SOURCE DATA –

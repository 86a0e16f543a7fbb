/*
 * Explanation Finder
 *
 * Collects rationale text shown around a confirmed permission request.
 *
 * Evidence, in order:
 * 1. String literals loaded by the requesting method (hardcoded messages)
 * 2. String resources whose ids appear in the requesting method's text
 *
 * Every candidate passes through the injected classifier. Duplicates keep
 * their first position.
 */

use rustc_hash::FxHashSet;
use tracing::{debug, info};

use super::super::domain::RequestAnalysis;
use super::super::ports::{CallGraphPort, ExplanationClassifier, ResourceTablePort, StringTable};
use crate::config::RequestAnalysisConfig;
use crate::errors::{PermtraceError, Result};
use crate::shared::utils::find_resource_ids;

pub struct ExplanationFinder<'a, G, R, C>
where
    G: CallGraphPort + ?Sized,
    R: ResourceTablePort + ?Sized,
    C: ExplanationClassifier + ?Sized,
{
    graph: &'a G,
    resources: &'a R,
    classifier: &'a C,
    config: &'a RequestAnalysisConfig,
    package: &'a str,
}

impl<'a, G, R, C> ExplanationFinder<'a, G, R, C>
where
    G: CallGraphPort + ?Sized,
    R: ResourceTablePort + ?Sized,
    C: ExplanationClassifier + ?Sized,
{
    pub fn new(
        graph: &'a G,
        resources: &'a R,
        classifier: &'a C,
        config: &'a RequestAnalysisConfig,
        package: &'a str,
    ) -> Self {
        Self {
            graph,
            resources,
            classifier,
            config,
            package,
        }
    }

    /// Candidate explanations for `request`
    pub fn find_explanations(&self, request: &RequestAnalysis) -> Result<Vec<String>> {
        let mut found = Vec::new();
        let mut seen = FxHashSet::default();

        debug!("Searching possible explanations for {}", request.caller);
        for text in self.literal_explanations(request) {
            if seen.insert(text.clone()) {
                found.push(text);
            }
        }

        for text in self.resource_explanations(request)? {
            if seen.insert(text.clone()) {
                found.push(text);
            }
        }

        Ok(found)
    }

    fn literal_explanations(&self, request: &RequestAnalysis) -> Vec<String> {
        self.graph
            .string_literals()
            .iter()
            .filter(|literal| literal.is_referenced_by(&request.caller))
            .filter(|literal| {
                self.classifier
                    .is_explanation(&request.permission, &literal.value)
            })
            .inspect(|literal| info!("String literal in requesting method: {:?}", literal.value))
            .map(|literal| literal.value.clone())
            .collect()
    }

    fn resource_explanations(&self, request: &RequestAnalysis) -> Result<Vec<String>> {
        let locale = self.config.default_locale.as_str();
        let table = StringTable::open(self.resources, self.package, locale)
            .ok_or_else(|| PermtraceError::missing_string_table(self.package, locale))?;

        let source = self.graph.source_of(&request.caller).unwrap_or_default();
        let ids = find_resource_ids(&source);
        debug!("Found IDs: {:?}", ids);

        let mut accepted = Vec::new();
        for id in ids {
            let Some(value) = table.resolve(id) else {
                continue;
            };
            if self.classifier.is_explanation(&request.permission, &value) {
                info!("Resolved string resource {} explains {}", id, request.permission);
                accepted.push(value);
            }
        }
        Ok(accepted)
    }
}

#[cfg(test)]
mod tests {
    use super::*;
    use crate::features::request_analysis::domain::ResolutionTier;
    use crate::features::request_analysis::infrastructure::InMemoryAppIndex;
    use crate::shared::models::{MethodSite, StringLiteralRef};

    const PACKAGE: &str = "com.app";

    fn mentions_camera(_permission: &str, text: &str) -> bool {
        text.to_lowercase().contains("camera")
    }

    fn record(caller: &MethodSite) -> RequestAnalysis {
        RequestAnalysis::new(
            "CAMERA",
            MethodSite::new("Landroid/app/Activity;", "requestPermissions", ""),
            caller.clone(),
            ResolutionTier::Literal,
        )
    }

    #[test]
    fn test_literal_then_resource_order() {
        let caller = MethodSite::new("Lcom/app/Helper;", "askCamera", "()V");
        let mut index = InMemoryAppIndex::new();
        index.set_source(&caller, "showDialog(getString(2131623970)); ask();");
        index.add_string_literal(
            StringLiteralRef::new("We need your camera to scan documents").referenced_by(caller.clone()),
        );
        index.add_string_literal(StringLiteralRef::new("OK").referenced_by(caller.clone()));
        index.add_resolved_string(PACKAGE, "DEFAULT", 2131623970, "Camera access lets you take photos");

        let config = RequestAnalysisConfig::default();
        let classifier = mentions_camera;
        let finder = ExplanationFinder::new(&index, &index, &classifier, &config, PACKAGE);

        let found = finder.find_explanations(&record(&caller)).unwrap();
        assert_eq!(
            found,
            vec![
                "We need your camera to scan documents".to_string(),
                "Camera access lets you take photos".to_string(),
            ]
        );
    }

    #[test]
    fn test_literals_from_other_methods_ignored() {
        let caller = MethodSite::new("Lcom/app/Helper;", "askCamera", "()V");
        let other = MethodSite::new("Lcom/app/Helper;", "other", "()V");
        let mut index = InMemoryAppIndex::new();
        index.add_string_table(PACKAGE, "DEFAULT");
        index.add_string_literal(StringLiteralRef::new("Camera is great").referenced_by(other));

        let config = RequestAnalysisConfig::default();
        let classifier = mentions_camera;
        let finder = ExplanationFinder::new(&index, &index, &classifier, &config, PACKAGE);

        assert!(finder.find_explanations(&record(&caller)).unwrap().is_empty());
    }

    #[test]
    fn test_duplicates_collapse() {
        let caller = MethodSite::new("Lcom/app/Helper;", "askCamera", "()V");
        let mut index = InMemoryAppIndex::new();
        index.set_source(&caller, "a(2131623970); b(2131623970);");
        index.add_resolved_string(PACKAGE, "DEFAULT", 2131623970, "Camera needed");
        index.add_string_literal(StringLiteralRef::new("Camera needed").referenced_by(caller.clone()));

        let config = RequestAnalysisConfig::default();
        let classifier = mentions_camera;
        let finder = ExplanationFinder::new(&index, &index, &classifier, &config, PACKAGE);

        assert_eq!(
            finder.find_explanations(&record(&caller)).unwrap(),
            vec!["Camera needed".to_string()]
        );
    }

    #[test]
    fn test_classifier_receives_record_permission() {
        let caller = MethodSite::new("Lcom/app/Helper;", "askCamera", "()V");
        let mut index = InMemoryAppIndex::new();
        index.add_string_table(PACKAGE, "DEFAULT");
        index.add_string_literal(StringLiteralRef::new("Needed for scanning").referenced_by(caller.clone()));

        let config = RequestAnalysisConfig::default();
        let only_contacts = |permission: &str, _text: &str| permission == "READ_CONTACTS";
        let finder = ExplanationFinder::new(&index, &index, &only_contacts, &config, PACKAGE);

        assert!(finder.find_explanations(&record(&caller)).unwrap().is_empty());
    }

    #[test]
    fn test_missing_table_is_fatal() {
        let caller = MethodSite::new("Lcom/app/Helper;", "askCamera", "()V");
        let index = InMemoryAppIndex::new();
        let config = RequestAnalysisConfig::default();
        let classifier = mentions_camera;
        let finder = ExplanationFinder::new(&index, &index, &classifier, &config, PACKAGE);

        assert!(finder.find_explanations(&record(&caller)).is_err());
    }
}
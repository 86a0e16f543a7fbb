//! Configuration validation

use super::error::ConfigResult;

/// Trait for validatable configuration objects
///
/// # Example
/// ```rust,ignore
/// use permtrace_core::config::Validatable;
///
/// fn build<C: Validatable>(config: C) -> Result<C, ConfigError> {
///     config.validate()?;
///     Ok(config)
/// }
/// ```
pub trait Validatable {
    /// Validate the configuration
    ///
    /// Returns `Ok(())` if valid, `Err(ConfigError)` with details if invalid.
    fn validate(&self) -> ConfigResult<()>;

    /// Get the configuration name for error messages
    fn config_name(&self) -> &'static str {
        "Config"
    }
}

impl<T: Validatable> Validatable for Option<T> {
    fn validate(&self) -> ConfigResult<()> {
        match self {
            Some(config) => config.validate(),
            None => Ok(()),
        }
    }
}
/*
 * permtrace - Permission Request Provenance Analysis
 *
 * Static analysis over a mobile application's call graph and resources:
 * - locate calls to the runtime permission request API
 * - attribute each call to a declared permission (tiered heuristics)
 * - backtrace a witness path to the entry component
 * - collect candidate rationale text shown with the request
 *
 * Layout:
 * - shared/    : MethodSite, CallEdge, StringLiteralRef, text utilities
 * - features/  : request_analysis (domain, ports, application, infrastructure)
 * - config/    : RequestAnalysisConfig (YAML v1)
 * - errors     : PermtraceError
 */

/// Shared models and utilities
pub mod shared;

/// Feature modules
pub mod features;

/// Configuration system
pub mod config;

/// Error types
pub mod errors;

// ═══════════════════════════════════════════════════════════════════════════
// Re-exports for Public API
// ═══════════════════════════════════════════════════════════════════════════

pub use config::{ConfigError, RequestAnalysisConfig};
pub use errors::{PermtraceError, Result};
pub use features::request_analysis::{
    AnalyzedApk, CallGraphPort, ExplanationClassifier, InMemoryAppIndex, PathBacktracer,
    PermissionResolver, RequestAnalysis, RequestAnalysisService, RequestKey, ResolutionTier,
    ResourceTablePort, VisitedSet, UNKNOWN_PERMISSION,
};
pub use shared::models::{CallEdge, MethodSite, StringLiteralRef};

PROBLEM TO WORK ON – All lines of the material that contain the word "rationale" should be listed.

REPLY TO THE EXERCISE –
 * Collects rationale text shown around a confirmed permission request.
 * - collect candidate rationale text shown with the request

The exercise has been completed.